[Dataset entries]
========================================
//! Bitcoin Core node block source

use async_trait::async_trait;
use bitcoincore_rpc::bitcoin::blockdata::script::Instruction;
use bitcoincore_rpc::bitcoin::{Address, Network as BitcoinNetwork, Script, Transaction};
use bitcoincore_rpc::{Auth, Client, RpcApi};
use std::sync::Arc;

use super::{BlockSource, ChainSourceError};
use crate::config::{ChainConfig, Network};
use crate::domain::models::{ChainBlock, ChainTx};
use crate::domain::services::sender::{select_reference, sender_by_contribution, OutputCandidate};
use crate::utils::logging;

/// Block source reading a Bitcoin Core compatible node over RPC.
/// Sender resolution looks up previous outputs and needs `txindex=1`.
#[derive(Debug)]
pub struct NodeBlockSource {
    client: Arc<Client>,
    network: Network,
    marker: Vec<u8>,
}

impl NodeBlockSource {
    /// Create a new node block source
    pub fn new(config: &ChainConfig) -> Result<Self, ChainSourceError> {
        let url = format!("http://{}:{}", config.host, config.port);
        let auth = Auth::UserPass(config.username.clone(), config.password.clone());

        let client = Client::new(&url, auth)
            .map_err(|e| ChainSourceError::ConnectionError(e.to_string()))?;

        Ok(Self {
            client: Arc::new(client),
            network: config.network,
            marker: config.payload_marker.as_bytes().to_vec(),
        })
    }
}

#[async_trait]
impl BlockSource for NodeBlockSource {
    fn source_name(&self) -> String {
        format!("Bitcoin Node ({})", self.network)
    }

    async fn get_block_count(&self) -> Result<u32, ChainSourceError> {
        let client = self.client.clone();
        let count = tokio::task::spawn_blocking(move || client.get_block_count())
            .await
            .map_err(|e| ChainSourceError::Other(e.to_string()))??;
        u32::try_from(count).map_err(|e| ChainSourceError::ParseError(e.to_string()))
    }

    async fn get_block_hash(&self, height: u32) -> Result<String, ChainSourceError> {
        let client = self.client.clone();
        let hash = tokio::task::spawn_blocking(move || client.get_block_hash(u64::from(height)))
            .await
            .map_err(|e| ChainSourceError::Other(e.to_string()))??;
        Ok(hash.to_string())
    }

    async fn get_block(&self, height: u32) -> Result<ChainBlock, ChainSourceError> {
        let client = self.client.clone();
        let network = bitcoin_network(self.network);
        let marker = self.marker.clone();
        tokio::task::spawn_blocking(move || load_block(&client, height, network, &marker))
            .await
            .map_err(|e| ChainSourceError::Other(e.to_string()))?
    }
}

fn bitcoin_network(network: Network) -> BitcoinNetwork {
    match network {
        Network::Mainnet => BitcoinNetwork::Bitcoin,
        Network::Testnet => BitcoinNetwork::Testnet,
        Network::Regtest => BitcoinNetwork::Regtest,
    }
}

fn load_block(
    client: &Client,
    height: u32,
    network: BitcoinNetwork,
    marker: &[u8],
) -> Result<ChainBlock, ChainSourceError> {
    let hash = client.get_block_hash(u64::from(height))?;
    let block = client.get_block(&hash)?;

    let mut transactions = Vec::new();
    for tx in block.txdata.iter().filter(|tx| !tx.is_coin_base()) {
        let Some(payload) = marker_payload(tx, marker) else {
            continue;
        };
        match resolve_parties(client, tx, network, marker) {
            Ok(Some((sender, reference))) => transactions.push(ChainTx {
                txid: tx.txid().to_string(),
                sender,
                reference,
                payload,
            }),
            Ok(None) => logging::log_debug(&format!(
                "Skipping {}: no sender address could be resolved",
                tx.txid()
            )),
            Err(e) => return Err(e),
        }
    }

    Ok(ChainBlock {
        height,
        hash: hash.to_string(),
        parent_hash: block.header.prev_blockhash.to_string(),
        time: i64::from(block.header.time),
        transactions,
    })
}

/// Data of the first OP_RETURN output that starts with the marker
fn marker_payload(tx: &Transaction, marker: &[u8]) -> Option<Vec<u8>> {
    tx.output
        .iter()
        .filter_map(|out| op_return_data(&out.script_pubkey))
        .find(|data| data.starts_with(marker))
        .map(|data| data[marker.len()..].to_vec())
}

fn op_return_data(script: &Script) -> Option<Vec<u8>> {
    if !script.is_op_return() {
        return None;
    }
    let mut data = Vec::new();
    for instruction in script.instructions().skip(1) {
        match instruction {
            Ok(Instruction::PushBytes(bytes)) => data.extend_from_slice(bytes.as_bytes()),
            _ => return None,
        }
    }
    Some(data)
}

fn resolve_parties(
    client: &Client,
    tx: &Transaction,
    network: BitcoinNetwork,
    marker: &[u8],
) -> Result<Option<(String, Option<String>)>, ChainSourceError> {
    let mut inputs = Vec::with_capacity(tx.input.len());
    for input in &tx.input {
        let previous = client.get_raw_transaction(&input.previous_output.txid, None)?;
        let output = previous
            .output
            .get(input.previous_output.vout as usize)
            .ok_or_else(|| {
                ChainSourceError::ParseError(format!(
                    "missing output {}",
                    input.previous_output
                ))
            })?;
        if let Ok(address) = Address::from_script(&output.script_pubkey, network) {
            inputs.push((address.to_string(), output.value));
        }
    }

    let Some(sender) = sender_by_contribution(&inputs) else {
        return Ok(None);
    };

    let outputs: Vec<OutputCandidate> = tx
        .output
        .iter()
        .map(|out| OutputCandidate {
            address: Address::from_script(&out.script_pubkey, network)
                .ok()
                .map(|a| a.to_string()),
            is_marker: op_return_data(&out.script_pubkey)
                .map(|data| data.starts_with(marker))
                .unwrap_or(false),
        })
        .collect();
    let reference = select_reference(&outputs, &sender);
    Ok(Some((sender, reference)))
}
========================================
Check each line of the records for the word "outputs", then state how many lines have it, as a number only.

COMPLETED TASK
3